» Data for the task
#[cfg(test)]
mod tests {
    use super::*;
    use crate::ai::emotion::{Dials, EmotionKind};
    use crate::ai::prompts::EMPTY_HISTORY;
    use crate::ai::scene::Obstacle;
    use crate::llm::error::LlmError;
    use crate::llm::provider::testing::ScriptedModel;

    const HAPPY: &str =
        r#"{"text":"你好！","emotion_type":"高兴","action":"微笑","speech_speed":7,"volume":6,"pitch":7}"#;
    const SAD: &str =
        r#"{"text":"别难过","emotion_type":"难过","action":"点头","speech_speed":3,"volume":4,"pitch":3}"#;

    fn session() -> (DialogueSession, SystemConfig) {
        let config = SystemConfig::default();
        (DialogueSession::new("t", &config), config)
    }

    #[tokio::test]
    async fn greeting_turn_updates_emotion_and_logs_both_turns() {
        let (mut session, config) = session();
        let model = ScriptedModel::ok(HAPPY);

        let outcome = session.process_turn(&model, &config, "你好", None).await;

        assert!(outcome.is_success());
        assert_eq!(outcome.reply.text, "你好！");
        assert_eq!(session.emotion().kind(), EmotionKind::Happy);
        assert_eq!(session.emotion().dials(), Dials::new(7, 6, 7).unwrap());
        assert_eq!(session.context().len(), 2);
        assert_eq!(session.status(), SessionStatus::Idle);

        let prompt = model.last_prompt().unwrap();
        assert!(prompt.contains("语速: 5\n   - 音量: 5\n   - 音调: 5"), "prompt carries default dials");
        assert!(prompt.contains(&format!("3. 对话历史:\n{EMPTY_HISTORY}\n")), "first turn has empty history");
    }

    #[tokio::test]
    async fn invalid_json_keeps_user_turn_and_emotion() {
        let (mut session, config) = session();
        let model = ScriptedModel::ok("这不是JSON");

        let outcome = session.process_turn(&model, &config, "你好", None).await;

        assert_eq!(outcome.status, TurnStatus::Error);
        assert_eq!(outcome.reply.text, CONFUSED_TEXT);
        assert!(outcome.error.is_some(), "error marker must be set");
        assert_eq!(session.emotion().kind(), EmotionKind::Calm);
        assert_eq!(session.emotion().dials(), Dials::new(5, 5, 5).unwrap());
        assert_eq!(session.context().len(), 1);
        assert_eq!(session.context().last().unwrap().text, "你好");
        assert_eq!(session.status(), SessionStatus::Error);
    }

    #[tokio::test]
    async fn unknown_emotion_label_takes_fallback_path() {
        let (mut session, config) = session();
        let model = ScriptedModel::ok(&HAPPY.replace("高兴", "兴奋"));
        let outcome = session.process_turn(&model, &config, "你好", None).await;
        assert_eq!(outcome.status, TurnStatus::Error);
        assert_eq!(session.emotion().kind(), EmotionKind::Calm);
        assert_eq!(session.context().len(), 1);
    }

    #[tokio::test]
    async fn timeout_is_treated_like_a_backend_error() {
        let (mut session, config) = session();
        let model = ScriptedModel::ok(HAPPY)
            .with_delay(Duration::from_millis(200))
            .with_timeout(Duration::from_millis(20));
        let outcome = session.process_turn(&model, &config, "你好", None).await;
        assert_eq!(outcome.status, TurnStatus::Error);
        assert!(outcome.error.unwrap().contains("no reply within"));
        assert_eq!(session.context().len(), 1);
        assert_eq!(session.emotion().kind(), EmotionKind::Calm);
    }

    #[tokio::test]
    async fn recovery_after_error_clears_status() {
        let (mut session, config) = session();
        let model = ScriptedModel::new(vec![
            Err(LlmError::Network("connection refused".into())),
            Ok(SAD.to_string()),
        ]);

        session.process_turn(&model, &config, "在吗", None).await;
        assert_eq!(session.status(), SessionStatus::Error);

        let outcome = session.process_turn(&model, &config, "我考试没考好", None).await;
        assert!(outcome.is_success());
        assert_eq!(session.status(), SessionStatus::Idle);
        assert!(session.last_error().is_none());
        let texts: Vec<_> = session.context().turns().iter().map(|t| t.text.as_str()).collect();
        assert_eq!(texts, vec!["在吗", "我考试没考好", "别难过"]);

        let prompt = model.last_prompt().unwrap();
        assert!(prompt.contains("用户: 在吗\n"), "failed user turn stays in history");
    }

    #[tokio::test]
    async fn later_prompts_embed_earlier_exchange() {
        let (mut session, config) = session();
        let model = ScriptedModel::new(vec![Ok(HAPPY.to_string()), Ok(SAD.to_string())]);
        session.process_turn(&model, &config, "你好", None).await;
        session.process_turn(&model, &config, "我有点难过", None).await;

        let prompt = model.last_prompt().unwrap();
        assert!(prompt.contains("用户: 你好\n机器人: 你好！\n"));
        assert!(prompt.contains("类型: 高兴\n   - 语速: 7"));
        assert_eq!(session.emotion().kind(), EmotionKind::Sad);
        assert_eq!(session.context().len(), 4);
    }

    #[tokio::test]
    async fn unsafe_input_is_rejected_without_calling_backend() {
        let (mut session, config) = session();
        let model = ScriptedModel::ok(HAPPY);

        let outcome = session.process_turn(&model, &config, "去踢那只猫", None).await;
        assert_eq!(outcome.status, TurnStatus::Rejected);
        assert_eq!(outcome.reply.text, REJECTION_TEXT);
        assert_eq!(outcome.reply.action, Action::ShakeHead);

        let scene = SceneTelemetry {
            obstacles: vec![Obstacle { name: Some("墙".into()), distance: Some(0.3) }],
            ..Default::default()
        };
        let outcome = session.process_turn(&model, &config, "往前走", Some(scene)).await;
        assert_eq!(outcome.status, TurnStatus::Rejected);

        assert_eq!(model.call_count(), 0);
        assert!(session.context().is_empty());
        assert_eq!(session.snapshot().scene.safety, SafetyVerdict::Unsafe);
    }

    #[tokio::test]
    async fn empty_input_changes_nothing() {
        let (mut session, config) = session();
        let model = ScriptedModel::ok(HAPPY);
        let outcome = session.process_turn(&model, &config, "   ", None).await;
        assert_eq!(outcome.status, TurnStatus::Error);
        assert_eq!(model.call_count(), 0);
        assert!(session.context().is_empty());
        assert_eq!(session.status(), SessionStatus::Idle);
    }

    fn shared(model: ScriptedModel) -> Arc<dyn ModelService> {
        Arc::new(model)
    }

    #[tokio::test]
    async fn turns_on_one_session_are_serialized() {
        let config = Arc::new(SystemConfig::default());
        let registry = SessionRegistry::new();
        let model = Arc::new(ScriptedModel::ok(HAPPY).with_delay(Duration::from_millis(30)));
        let service: Arc<dyn ModelService> = model.clone();
        let slot = registry.get_or_create("same", &config).await;

        let a = {
            let (slot, service, config) = (slot.clone(), service.clone(), config.clone());
            tokio::spawn(async move { slot.run_turn(service, config, "第一句".into(), None).await })
        };
        let b = {
            let (slot, service, config) = (slot.clone(), service.clone(), config.clone());
            tokio::spawn(async move { slot.run_turn(service, config, "第二句".into(), None).await })
        };
        assert!(a.await.unwrap().is_success());
        assert!(b.await.unwrap().is_success());

        let view = slot.view();
        assert_eq!(view.turn_count, 4);
        let roles: Vec<_> = view.recent_turns.iter().map(|t| t.role).collect();
        use crate::ai::context::Role::*;
        assert_eq!(roles, vec![User, Assistant, User, Assistant], "turns must not interleave");

        let prompts = model.prompts.lock().unwrap().clone();
        assert!(prompts[1].contains("机器人: 你好！"), "second call sees the first exchange");
    }

    #[tokio::test]
    async fn sessions_are_isolated() {
        let config = Arc::new(SystemConfig::default());
        let registry = SessionRegistry::new();
        let happy = shared(ScriptedModel::ok(HAPPY));
        let sad = shared(ScriptedModel::ok(SAD));

        let one = registry.get_or_create("one", &config).await;
        let two = registry.get_or_create("two", &config).await;
        one.run_turn(happy, config.clone(), "你好".into(), None).await;
        two.run_turn(sad.clone(), config.clone(), "唉".into(), None).await;
        two.run_turn(sad, config.clone(), "唉".into(), None).await;

        assert_eq!(one.view().emotion.emotion_type, EmotionKind::Happy);
        assert_eq!(one.view().turn_count, 2);
        assert_eq!(two.view().emotion.emotion_type, EmotionKind::Sad);
        assert_eq!(two.view().turn_count, 4);
        assert_eq!(registry.ids().await, vec!["one".to_string(), "two".to_string()]);
        assert!(Arc::ptr_eq(&one, &registry.get_or_create("one", &config).await));
    }

    #[tokio::test]
    async fn dropped_request_still_finishes_the_turn() {
        let config = Arc::new(SystemConfig::default());
        let registry = SessionRegistry::new();
        let slot = registry.get_or_create("gone", &config).await;
        let service = shared(ScriptedModel::ok(HAPPY).with_delay(Duration::from_millis(200)));

        let request = {
            let slot = slot.clone();
            tokio::spawn(async move { slot.run_turn(service, config, "你好".into(), None).await })
        };
        tokio::time::sleep(Duration::from_millis(50)).await;
        assert_eq!(slot.view().status, SessionStatus::Processing);
        request.abort();
        assert!(request.await.unwrap_err().is_cancelled());

        tokio::time::sleep(Duration::from_millis(400)).await;
        let view = slot.view();
        assert_eq!(view.status, SessionStatus::Idle, "turn must not stay in processing");
        assert_eq!(view.turn_count, 2);
        assert_eq!(view.emotion.emotion_type, EmotionKind::Happy);
    }

    #[tokio::test]
    async fn registry_evicts_least_recently_used_session() {
        let mut config = SystemConfig::default();
        config.session.max_sessions = 2;
        let registry = SessionRegistry::new();

        let a = registry.get_or_create("a", &config).await;
        registry.get_or_create("b", &config).await;
        // touching "a" leaves "b" as the oldest
        registry.get_or_create("a", &config).await;
        registry.get_or_create("c", &config).await;

        assert_eq!(registry.len().await, 2);
        assert_eq!(registry.ids().await, vec!["a".to_string(), "c".to_string()]);
        assert!(Arc::ptr_eq(&a, &registry.get("a").await.unwrap()));

        // a recreated session starts fresh and pushes out "a", now the oldest
        let b = registry.get_or_create("b", &config).await;
        assert_eq!(b.view().turn_count, 0);
        assert_eq!(registry.ids().await, vec!["b".to_string(), "c".to_string()]);
    }

    #[tokio::test]
    async fn busy_sessions_are_not_evicted() {
        let mut config = SystemConfig::default();
        config.session.max_sessions = 1;
        let registry = SessionRegistry::new();

        let busy = registry.get_or_create("busy", &config).await;
        let guard = busy.session.lock().await;
        registry.get_or_create("next", &config).await;
        assert_eq!(registry.ids().await, vec!["busy".to_string(), "next".to_string()]);
        drop(guard);

        registry.get_or_create("third", &config).await;
        assert_eq!(registry.len().await, 1);
        assert_eq!(registry.ids().await, vec!["third".to_string()]);
    }

    #[tokio::test]
    async fn stored_context_is_capped_but_turns_keep_counting() {
        let mut config = SystemConfig::default();
        config.model.history_window = 4;
        config.session.max_context_turns = 4;
        let mut session = DialogueSession::new("cap", &config);
        let model = ScriptedModel::ok(HAPPY).with_history_window(4);

        for text in ["一", "二", "三", "四"] {
            assert!(session.process_turn(&model, &config, text, None).await.is_success());
        }

        assert_eq!(session.context().len(), 4);
        assert_eq!(session.context().total(), 8);
        assert_eq!(session.snapshot().turn_count, 8);
        let texts: Vec<_> = session.context().turns().iter().map(|t| t.text.as_str()).collect();
        assert_eq!(texts, vec!["三", "你好！", "四", "你好！"]);

        let prompt = model.last_prompt().unwrap();
        assert!(prompt.contains("用户: 二\n机器人: 你好！\n用户: 三\n机器人: 你好！\n"));
        assert!(!prompt.contains("用户: 一\n"), "evicted turns leave the prompt");
    }

    proptest::proptest! {
        #[test]
        fn every_valid_reply_is_applied_exactly(
            kind in 0usize..5,
            action in 0usize..5,
            speed in 1i64..=10,
            volume in 1i64..=10,
            pitch in 1i64..=10,
        ) {
            let kind = EmotionKind::ALL[kind];
            let action = Action::ALL[action];
            let reply = serde_json::json!({
                "text": "嗯",
                "emotion_type": kind.label(),
                "action": action.label(),
                "speech_speed": speed,
                "volume": volume,
                "pitch": pitch,
            })
            .to_string();

            let runtime = tokio::runtime::Builder::new_current_thread()
                .enable_time()
                .build()
                .unwrap();
            let (mut session, config) = session();
            let model = ScriptedModel::ok(&reply);
            let outcome = runtime.block_on(session.process_turn(&model, &config, "你好", None));

            proptest::prop_assert!(outcome.is_success());
            proptest::prop_assert_eq!(outcome.reply.action, action);
            proptest::prop_assert_eq!(session.emotion().kind(), kind);
            proptest::prop_assert_eq!(session.emotion().dials(), Dials::new(speed, volume, pitch).unwrap());
            proptest::prop_assert_eq!(session.emotion().last_action(), Some(action));
            proptest::prop_assert_eq!(session.context().len(), 2);
        }
    }

    #[test]
    fn blank_session_ids_map_to_default() {
        assert_eq!(normalize_session_id(None), DEFAULT_SESSION);
        assert_eq!(normalize_session_id(Some("  ")), DEFAULT_SESSION);
        assert_eq!(normalize_session_id(Some(" kid-1 ")), "kid-1");
    }
}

» Problem to work on
Exact reproduction of the lines from the top of the material through the line where "let config = SystemConfig::default();" appears is required, both boundary lines included, with no other output.

» Answer box
#[cfg(test)]
mod tests {
    use super::*;
    use crate::ai::emotion::{Dials, EmotionKind};
    use crate::ai::prompts::EMPTY_HISTORY;
    use crate::ai::scene::Obstacle;
    use crate::llm::error::LlmError;
    use crate::llm::provider::testing::ScriptedModel;

    const HAPPY: &str =
        r#"{"text":"你好！","emotion_type":"高兴","action":"微笑","speech_speed":7,"volume":6,"pitch":7}"#;
    const SAD: &str =
        r#"{"text":"别难过","emotion_type":"难过","action":"点头","speech_speed":3,"volume":4,"pitch":3}"#;

    fn session() -> (DialogueSession, SystemConfig) {
        let config = SystemConfig::default();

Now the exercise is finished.